- What you need to do -
Exactly reproduce the lines beginning with the line that includes "pub struct Stack" and ending with the last line of the data.

- Input -
pub const STACK_SIZE: usize = 64;

/// Fixed-depth return address stack.
///
/// The pointer is pre-incremented on push and post-decremented on pop. Both
/// wrap circularly instead of failing, so overflow silently overwrites the
/// oldest slots and underflow reads from the top slot.
pub struct Stack {
    slots: [u16; STACK_SIZE],
    pointer: usize,
}

impl Stack {
    pub fn new() -> Self {
        Self {
            slots: [0; STACK_SIZE],
            pointer: 0,
        }
    }

    pub fn push(&mut self, address: u16) {
        self.pointer = (self.pointer + 1) % STACK_SIZE;
        self.slots[self.pointer] = address;
    }

    pub fn pop(&mut self) -> u16 {
        let address = self.slots[self.pointer];
        self.pointer = self.pointer.checked_sub(1).unwrap_or(STACK_SIZE - 1);
        address
    }

    /// Current stack pointer.
    pub fn depth(&self) -> usize {
        self.pointer
    }
}

impl Default for Stack {
    fn default() -> Self {
        Self::new()
    }
}

#[cfg(test)]
mod tests {
    use super::*;

    #[test]
    fn push_pop_is_lifo() {
        let mut stack = Stack::new();
        stack.push(0x200);
        stack.push(0x300);
        assert_eq!(stack.depth(), 2);
        assert_eq!(stack.pop(), 0x300);
        assert_eq!(stack.pop(), 0x200);
        assert_eq!(stack.depth(), 0);
    }

    #[test]
    fn full_stack_round_trips_in_reverse_order() {
        let mut stack = Stack::new();
        for addr in 0..STACK_SIZE as u16 {
            stack.push(0x200 + addr);
        }
        // the 64th push lands in slot 0
        assert_eq!(stack.depth(), 0);

        for addr in (0..STACK_SIZE as u16).rev() {
            assert_eq!(stack.pop(), 0x200 + addr);
        }
    }

    #[test]
    fn overflow_wraps_without_panicking() {
        let mut stack = Stack::new();
        for addr in 0..=STACK_SIZE as u16 {
            stack.push(addr);
        }
        assert_eq!(stack.depth(), 1);
        assert_eq!(stack.pop(), STACK_SIZE as u16);
    }

    #[test]
    fn underflow_wraps_to_top_slot() {
        let mut stack = Stack::new();
        assert_eq!(stack.pop(), 0);
        assert_eq!(stack.depth(), STACK_SIZE - 1);
    }
}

- Answer to this task -
pub struct Stack {
    slots: [u16; STACK_SIZE],
    pointer: usize,
}

impl Stack {
    pub fn new() -> Self {
        Self {
            slots: [0; STACK_SIZE],
            pointer: 0,
        }
    }

    pub fn push(&mut self, address: u16) {
        self.pointer = (self.pointer + 1) % STACK_SIZE;
        self.slots[self.pointer] = address;
    }

    pub fn pop(&mut self) -> u16 {
        let address = self.slots[self.pointer];
        self.pointer = self.pointer.checked_sub(1).unwrap_or(STACK_SIZE - 1);
        address
    }

    /// Current stack pointer.
    pub fn depth(&self) -> usize {
        self.pointer
    }
}

impl Default for Stack {
    fn default() -> Self {
        Self::new()
    }
}

#[cfg(test)]
mod tests {
    use super::*;

    #[test]
    fn push_pop_is_lifo() {
        let mut stack = Stack::new();
        stack.push(0x200);
        stack.push(0x300);
        assert_eq!(stack.depth(), 2);
        assert_eq!(stack.pop(), 0x300);
        assert_eq!(stack.pop(), 0x200);
        assert_eq!(stack.depth(), 0);
    }

    #[test]
    fn full_stack_round_trips_in_reverse_order() {
        let mut stack = Stack::new();
        for addr in 0..STACK_SIZE as u16 {
            stack.push(0x200 + addr);
        }
        // the 64th push lands in slot 0
        assert_eq!(stack.depth(), 0);

        for addr in (0..STACK_SIZE as u16).rev() {
            assert_eq!(stack.pop(), 0x200 + addr);
        }
    }

    #[test]
    fn overflow_wraps_without_panicking() {
        let mut stack = Stack::new();
        for addr in 0..=STACK_SIZE as u16 {
            stack.push(addr);
        }
        assert_eq!(stack.depth(), 1);
        assert_eq!(stack.pop(), STACK_SIZE as u16);
    }

    #[test]
    fn underflow_wraps_to_top_slot() {
        let mut stack = Stack::new();
        assert_eq!(stack.pop(), 0);
        assert_eq!(stack.depth(), STACK_SIZE - 1);
    }
}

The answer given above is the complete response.